11 September 1905, Thomas Raaff accidentally killed in the De Beers Mine.
Deadly train accident on Dronfield farm
There have been two train accidents on Dronfield farm. Both were derailments after collisions, the first, in September 1896, being fatal, while the second in 1908 involved the Johannesburg passenger express known as the “Number 1”.
The train accident on Dronfield farm on 11 September 1896 is worth noting, as there is an association with the first action of the Anglo-Boer War – the Boer capture of the armoured train at Kraaipan on 12/13 October 1899. This particular goods train had left Kimberley at 9pm on the evening of 11 September heading northwards and after cresting Dronfield ridge headed downhill but could not stop in time to avoid cattle sleeping on the line. The steam engine derailed and the stoker, 23-year-old William H Wonnacott, was badly scalded and died later that evening in the Kimberley hospital. The driver, Robert John Flowerday, escaped relatively unhurt from the accident.
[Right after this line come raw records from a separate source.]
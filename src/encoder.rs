use thiserror::Error;

use crate::{
    codes::{Fan, Field, Mode, Temperature},
    command::{Action, Command, Setpoint, Target},
    frame::Frame,
};

#[derive(Debug, Error)]
pub enum EncodeError {
    #[error("Unsupported device: {0}")]
    UnsupportedDevice(String),
    #[error("Unsupported action: {0}")]
    UnsupportedAction(String),
    #[error("Unsupported {field} value: {value}")]
    UnsupportedValue { field: Field, value: String },
    #[error("Command JSON Error: {0}")]
    Json(#[from] serde_json::Error),
}

/// Values used for parameters the command leaves out.
#[derive(Debug, Clone, Copy, PartialEq, Eq)]
pub struct EncoderConfig {
    pub default_mode: Mode,
    pub default_fan: Fan,
    pub default_temperature: Temperature,
    /// Reject unrecognized temperatures instead of falling back to `default_temperature`.
    pub strict: bool,
}

impl Default for EncoderConfig {
    fn default() -> Self {
        Self {
            default_mode: Mode::Cool,
            default_fan: Fan::Auto,
            default_temperature: Temperature::default(),
            strict: false,
        }
    }
}

#[derive(Debug, Clone, Copy, Default)]
pub struct Encoder {
    config: EncoderConfig,
}

impl Encoder {
    pub fn new(config: EncoderConfig) -> Self {
        Self { config }
    }

    pub fn config(&self) -> &EncoderConfig {
        &self.config
    }

    /// Build the frame for an air-conditioner adjust command.
    ///
    /// Each parameter resolves on its own: the supplied value if present, else the
    /// configured default.
    pub fn frame(&self, command: &Command) -> Result<Frame, EncodeError> {
        if let Target::Other(label) = &command.target {
            return Err(EncodeError::UnsupportedDevice(label.clone()));
        }
        if let Action::Other(label) = &command.action {
            return Err(EncodeError::UnsupportedAction(label.clone()));
        }
        if !command.has_command {
            tracing::warn!("encoding a command not flagged as recognized");
        }

        let params = &command.params;
        let fan = params.fan.unwrap_or(self.config.default_fan);
        let mode = params.mode.unwrap_or(self.config.default_mode);
        let temperature = self.temperature(params.temperature.as_ref())?;

        let frame = Frame::new(fan, mode, temperature);
        tracing::debug!(
            ?fan,
            ?mode,
            celsius = temperature.celsius(),
            code = %frame,
            "encoded frame"
        );

        Ok(frame)
    }

    pub fn encode(&self, command: &Command) -> Result<String, EncodeError> {
        Ok(self.frame(command)?.to_hex())
    }

    pub fn encode_json(&self, json: &str) -> Result<String, EncodeError> {
        let command = Command::from_json(json)?;
        self.encode(&command)
    }

    fn temperature(&self, setpoint: Option<&Setpoint>) -> Result<Temperature, EncodeError> {
        let value = match setpoint {
            None => return Ok(self.config.default_temperature),
            Some(Setpoint::Celsius(celsius)) => match Temperature::new(*celsius) {
                Ok(temperature) => return Ok(temperature),
                Err(_) => celsius.to_string(),
            },
            Some(Setpoint::Unrecognized(value)) => value.clone(),
        };

        if self.config.strict {
            return Err(EncodeError::UnsupportedValue {
                field: Field::Temperature,
                value,
            });
        }

        let fallback = self.config.default_temperature;
        tracing::warn!(%value, fallback = fallback.celsius(), "unrecognized temperature");
        Ok(fallback)
    }
}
Flowerday, who lived at 9-11 Shippard Street in Kimberley, was the driver of the leading steam engine when attacked by Boers under command of General de la Rey at Kraaipan, and was the only escapee from the trapped engines and wagons taking two guns into Mafeking. He reached Vryburg some two days after the incident, much of the trip on foot. Private A. Rossiter, who can be classed as the first casualty of the war, was wounded in the incident and later died from his wounds at Vryburg.
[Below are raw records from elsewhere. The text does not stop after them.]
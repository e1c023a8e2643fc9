pub mod codes;
pub mod command;
pub mod encoder;
pub mod frame;

pub use codes::{Fan, Field, Mode, Temperature};
pub use command::{Action, Command, Params, Setpoint, Target};
pub use encoder::{EncodeError, Encoder, EncoderConfig};
pub use frame::{Frame, FrameError};

/// Encode a command with the default encoder configuration.
pub fn encode(command: &Command) -> Result<String, EncodeError> {
    Encoder::default().encode(command)
}

fn complement(byte: u8) -> u8 {
    !byte
}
The epitaph on the unfortunate Wonnacott’s headstone in Gladstone cemetery, Kimberley, reads:
No more he will stand on the engine,
No more he will steam into town.
He has shut off the steam forever,
He has gone to take up his crown.
The second train accident was on Saturday 17 October 1908.
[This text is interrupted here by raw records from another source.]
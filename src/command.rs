use serde::{Deserialize, Deserializer};

use crate::codes::{Fan, Mode};

/// A control command as produced by the command interpreter.
#[derive(Debug, Clone, PartialEq, Eq, Deserialize)]
pub struct Command {
    #[serde(default)]
    pub has_command: bool,
    pub target: Target,
    pub action: Action,
    #[serde(default)]
    pub params: Params,
}

impl Command {
    /// An air-conditioner adjust command.
    pub fn adjust(params: Params) -> Self {
        Self {
            has_command: true,
            target: Target::AirConditioner,
            action: Action::Adjust,
            params,
        }
    }

    pub fn from_json(json: &str) -> Result<Self, serde_json::Error> {
        serde_json::from_str(json)
    }
}

/// Controlled device class.
#[derive(Debug, Clone, PartialEq, Eq, Deserialize)]
#[serde(from = "String")]
pub enum Target {
    AirConditioner,
    Other(String),
}

impl From<String> for Target {
    fn from(label: String) -> Self {
        match label.as_str() {
            "air_conditioner" | "ac" | "空调" => Self::AirConditioner,
            _ => Self::Other(label),
        }
    }
}

impl std::fmt::Display for Target {
    fn fmt(&self, f: &mut std::fmt::Formatter<'_>) -> std::fmt::Result {
        match self {
            Self::AirConditioner => f.write_str("air_conditioner"),
            Self::Other(label) => f.write_str(label),
        }
    }
}

/// Requested operation.
#[derive(Debug, Clone, PartialEq, Eq, Deserialize)]
#[serde(from = "String")]
pub enum Action {
    Adjust,
    Other(String),
}

impl From<String> for Action {
    fn from(label: String) -> Self {
        match label.as_str() {
            "adjust" | "set" | "调节" => Self::Adjust,
            _ => Self::Other(label),
        }
    }
}

impl std::fmt::Display for Action {
    fn fmt(&self, f: &mut std::fmt::Formatter<'_>) -> std::fmt::Result {
        match self {
            Self::Adjust => f.write_str("adjust"),
            Self::Other(label) => f.write_str(label),
        }
    }
}

/// A requested set point as the interpreter sent it.
#[derive(Debug, Clone, PartialEq, Eq)]
pub enum Setpoint {
    Celsius(i32),
    /// Not an integer, or too large for one.
    Unrecognized(String),
}

fn lenient_setpoint<'de, D>(deserializer: D) -> Result<Option<Setpoint>, D::Error>
where
    D: Deserializer<'de>,
{
    let value = Option::<serde_json::Value>::deserialize(deserializer)?;

    Ok(value.map(|value| {
        match value.as_i64().and_then(|v| i32::try_from(v).ok()) {
            Some(celsius) => Setpoint::Celsius(celsius),
            None => Setpoint::Unrecognized(match value.as_str() {
                Some(text) => text.to_owned(),
                None => value.to_string(),
            }),
        }
    }))
}

/// Optional settings. Absent fields are defaulted by the encoder.
#[derive(Debug, Clone, Default, PartialEq, Eq, Deserialize)]
pub struct Params {
    #[serde(default, deserialize_with = "lenient_setpoint")]
    pub temperature: Option<Setpoint>,
    #[serde(default)]
    pub mode: Option<Mode>,
    #[serde(default)]
    pub fan: Option<Fan>,
}

impl Params {
    /// Degrees Celsius.
    pub fn temperature(mut self, celsius: i32) -> Self {
        self.temperature = Some(Setpoint::Celsius(celsius));
        self
    }

    pub fn mode(mut self, mode: Mode) -> Self {
        self.mode = Some(mode);
        self
    }

    pub fn fan(mut self, fan: Fan) -> Self {
        self.fan = Some(fan);
        self
    }
}

#[cfg(test)]
mod tests {
    use super::*;

    #[test]
    fn interpreter_json() {
        let command = Command::from_json(
            r#"{
                "has_command": true,
                "target": "空调",
                "action": "调节",
                "params": { "temperature": 26, "mode": "制热", "fan": "低" }
            }"#,
        )
        .unwrap();

        assert_eq!(
            command,
            Command::adjust(Params::default().temperature(26).mode(Mode::Heat).fan(Fan::Low))
        );
    }

    #[test]
    fn missing_params() {
        let command =
            Command::from_json(r#"{"has_command": true, "target": "ac", "action": "set"}"#)
                .unwrap();
        assert_eq!(command.params, Params::default());
    }

    #[test]
    fn null_params_are_absent() {
        let command = Command::from_json(
            r#"{"target": "ac", "action": "adjust", "params": {"temperature": 18, "mode": null}}"#,
        )
        .unwrap();
        assert!(!command.has_command);
        assert_eq!(command.params, Params::default().temperature(18));
    }

    #[test]
    fn unusable_temperatures_are_kept_as_unrecognized() {
        let temperature = |json: &str| {
            let command = Command::from_json(&format!(
                r#"{{"target": "ac", "action": "adjust", "params": {{"temperature": {json}}}}}"#
            ))
            .unwrap();
            command.params.temperature
        };

        assert_eq!(temperature("21"), Some(Setpoint::Celsius(21)));
        assert_eq!(temperature("45"), Some(Setpoint::Celsius(45)));
        assert_eq!(temperature("null"), None);
        assert_eq!(
            temperature("25.5"),
            Some(Setpoint::Unrecognized("25.5".into()))
        );
        assert_eq!(
            temperature(r#""26""#),
            Some(Setpoint::Unrecognized("26".into()))
        );
        assert_eq!(
            temperature("99999999999"),
            Some(Setpoint::Unrecognized("99999999999".into()))
        );
    }

    #[test]
    fn other_labels_are_kept() {
        let command =
            Command::from_json(r#"{"target": "灯", "action": "打开"}"#).unwrap();
        assert_eq!(command.target, Target::Other("灯".into()));
        assert_eq!(command.action, Action::Other("打开".into()));
        assert_eq!(command.target.to_string(), "灯");
    }

    #[test]
    fn unknown_mode_is_rejected() {
        let result = Command::from_json(
            r#"{"target": "ac", "action": "adjust", "params": {"mode": "dry"}}"#,
        );
        assert!(result.is_err());
    }
}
On a day when the wind was blowing strongly, four railway wagons (trucks) were blown from their parking at the Dronfield Refuse Siding on to the main railway line where they travelled northwards until they stopped a good half mile from their starting point. The Kimberley-Johannesburg Express, known as “Number 1” left Kimberley at 7.15pm and hit the four runaway trucks at 7.30pm. Fortunately the alert driver had seen the parked wagons and put on brakes, and although the train did not stop completely, there was only one injury and that to a steward on the train. The steam locomotive was derailed and all railway traffic held up until it was cleared.